Yes, they do eat birds, it’s the catching them that’s why you just don’t see it. It continued far, far down the telephone wire as I watched, outraged, thinking, you don’t even live here and you steal my birds’ food? I mourned the little red finch.

That did it. I fled. If I’m getting ticked off at the wildlife for being what they are it’s time to put me around people and friends and take a deep breath from everything that has nothing to do with squirrels or birds–Purlescence, here I come.

What a relief.  I plunked down on the floor there, trying to keep out of the stream of sunlight from the door, grabbed the yarn Kaye and Sandi had gifted me with on Thursday, and cast on.

Pamela’s granddaughter, age 3, smiled at me and waved hi shyly. Totally charmed me.

It felt like a long time since I’d knit a lace shawl. It felt so good. Something familiar, something new. Kidsilk Night–never worked with it before–with Alpaca Fino, slightly lighter, making the silk look even shinier, the combination Sandi’s idea. I’m not a glitter person but this project could change my mind.

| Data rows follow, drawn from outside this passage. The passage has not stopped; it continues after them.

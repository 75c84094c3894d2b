// src/core/parser.rs
use crate::core::alphabet::PhoneticAlphabet;
use crate::core::types::{Letter, ParsedWord};
use crate::error::ParseError;

/// Spelling of the small-vowel marker inside the table.
const SMALL_VOWEL_MARKER: &str = "～";
const SMALL_VOWELS: [char; 5] = ['ぁ', 'ぃ', 'ぅ', 'ぇ', 'ぉ'];

/// Secondary voiced spellings folded onto the z/j rows, longest first.
const VOICED_FOLDS: [(&str, &str); 5] = [
    ("ぢ", "じ"),
    ("づぁ", "ざ"),
    ("づぇ", "ぜ"),
    ("づぉ", "ぞ"),
    ("づ", "ず"),
];

/// Decomposes kana strings into alphabet letters by greedy longest match.
pub struct WordParser<'a> {
    alphabet: &'a PhoneticAlphabet,
    /// Alphabet letters sorted by descending surface length, table order kept on ties.
    by_length: Vec<&'a Letter>,
}

impl WordParser<'static> {
    pub fn standard() -> Self {
        Self::new(PhoneticAlphabet::standard())
    }
}

impl<'a> WordParser<'a> {
    pub fn new(alphabet: &'a PhoneticAlphabet) -> Self {
        let mut by_length: Vec<&Letter> = alphabet.letters().iter().collect();
        by_length.sort_by_key(|l| std::cmp::Reverse(l.char_len()));
        Self { alphabet, by_length }
    }

    pub fn alphabet(&self) -> &'a PhoneticAlphabet {
        self.alphabet
    }

    /// Parses a hiragana or katakana word.
    pub fn parse(&self, surface: &str) -> Result<ParsedWord, ParseError> {
        let mut rest = katakana_to_hiragana(surface.trim());
        let mut letters = Vec::new();

        while !rest.is_empty() {
            normalize_front(&mut rest);
            let letter = self
                .by_length
                .iter()
                .find(|l| rest.starts_with(l.surface))
                .ok_or_else(|| ParseError::NoMatchingLetter { remainder: rest.clone() })?;
            rest.replace_range(..letter.surface.len(), "");
            letters.push((*letter).clone());
        }

        ParsedWord::new(letters).ok_or(ParseError::EmptyInput)
    }

    pub fn is_valid_word(&self, surface: &str) -> bool {
        self.parse(surface).is_ok()
    }
}

/// Whether `surface` can be parsed against the standard alphabet.
pub fn is_valid_word(surface: &str) -> bool {
    WordParser::standard().is_valid_word(surface)
}

/// Rewrites the front of the remaining input into the spelling the table uses.
fn normalize_front(rest: &mut String) {
    if let Some(first) = rest.chars().next() {
        if SMALL_VOWELS.contains(&first) {
            rest.replace_range(..first.len_utf8(), SMALL_VOWEL_MARKER);
        }
    }
    for (alternate, primary) in VOICED_FOLDS {
        if rest.starts_with(alternate) {
            rest.replace_range(..alternate.len(), primary);
        }
    }
}

/// Folds katakana onto hiragana; other characters pass through.
pub fn katakana_to_hiragana(s: &str) -> String {
    s.chars()
        .map(|c| match c {
            '\u{30A1}'..='\u{30F6}' => char::from_u32(c as u32 - 0x60).unwrap_or(c),
            _ => c,
        })
        .collect()
}

#[cfg(test)]
mod tests {
    use super::*;
    use crate::core::types::SpecialKind;

    #[test]
    fn geminate_word_parses_into_three_letters() {
        let word = WordParser::standard().parse("かった").unwrap();
        assert_eq!(word.surfaces(), ["か", "っ", "た"]);
        assert_eq!(word.letters()[1].special, Some(SpecialKind::Geminate));
    }

    #[test]
    fn longest_match_wins() {
        let word = WordParser::standard().parse("きゃく").unwrap();
        assert_eq!(word.surfaces(), ["きゃ", "く"]);
        let word = WordParser::standard().parse("てぃと").unwrap();
        assert_eq!(word.surfaces(), ["てぃ", "と"]);
    }

    #[test]
    fn small_vowel_becomes_marker() {
        let word = WordParser::standard().parse("かぁん").unwrap();
        assert_eq!(word.surfaces(), ["か", "～", "ん"]);
    }

    #[test]
    fn alternate_voiced_spellings_fold() {
        let parser = WordParser::standard();
        assert_eq!(parser.parse("っぢゃ").unwrap().surfaces(), ["っ", "じゃ"]);
        assert_eq!(parser.parse("っづぁ").unwrap().surfaces(), ["っ", "ざ"]);
        assert_eq!(parser.parse("づぃ").unwrap().surfaces(), ["ずぃ"]);
        assert_eq!(parser.parse("づ").unwrap().surfaces(), ["ず"]);
    }

    #[test]
    fn katakana_is_accepted() {
        let word = WordParser::standard().parse("カッタ").unwrap();
        assert_eq!(word.surfaces(), ["か", "っ", "た"]);
        assert_eq!(katakana_to_hiragana("ヴァー"), "ゔぁー");
    }

    #[test]
    fn unknown_character_reports_remainder() {
        let err = WordParser::standard().parse("かxさ").unwrap_err();
        assert_eq!(err, ParseError::NoMatchingLetter { remainder: "xさ".into() });
    }

    #[test]
    fn empty_input_is_rejected() {
        assert_eq!(WordParser::standard().parse("").unwrap_err(), ParseError::EmptyInput);
        assert!(!is_valid_word("  "));
    }

    #[test]
    fn parsed_letters_are_independent_of_the_table() {
        let mut word = WordParser::standard().parse("か").unwrap().letters().to_vec();
        word[0].weight = 999.0;
        assert_eq!(PhoneticAlphabet::standard().find("か").unwrap().weight, 10.0);
    }
}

The yoke is finished now and it’s one of those moments where you look at your knitting and think wow, have I ever made anything this pretty before?

And here’s the funny thing: it’s gray, smog gray.  It’s not my color.  And yet. There have been a few times when I’ve knitted something whose color I normally didn’t like but that I knew that the person it was for did, that while I knitted it with them in my mind, wrapping wool around wood for them personally with each stitch, it was the most beautiful thing in the world to me then. And to them, too, when they got it.

But did I want to knit up the leftover yarn afterwards, all that oh-so-beautiful yarn I’d been loving?

Nope. No real appeal. Totally gone from me the moment the project was given away, back to just not my color. But for the time that it needed to be, it was the best one in the world to my eyes and in my hands.

As this is. I can’t wait.

(Ed. to add by the light of the morning: it’s dove gray, the color of the bird of peace.)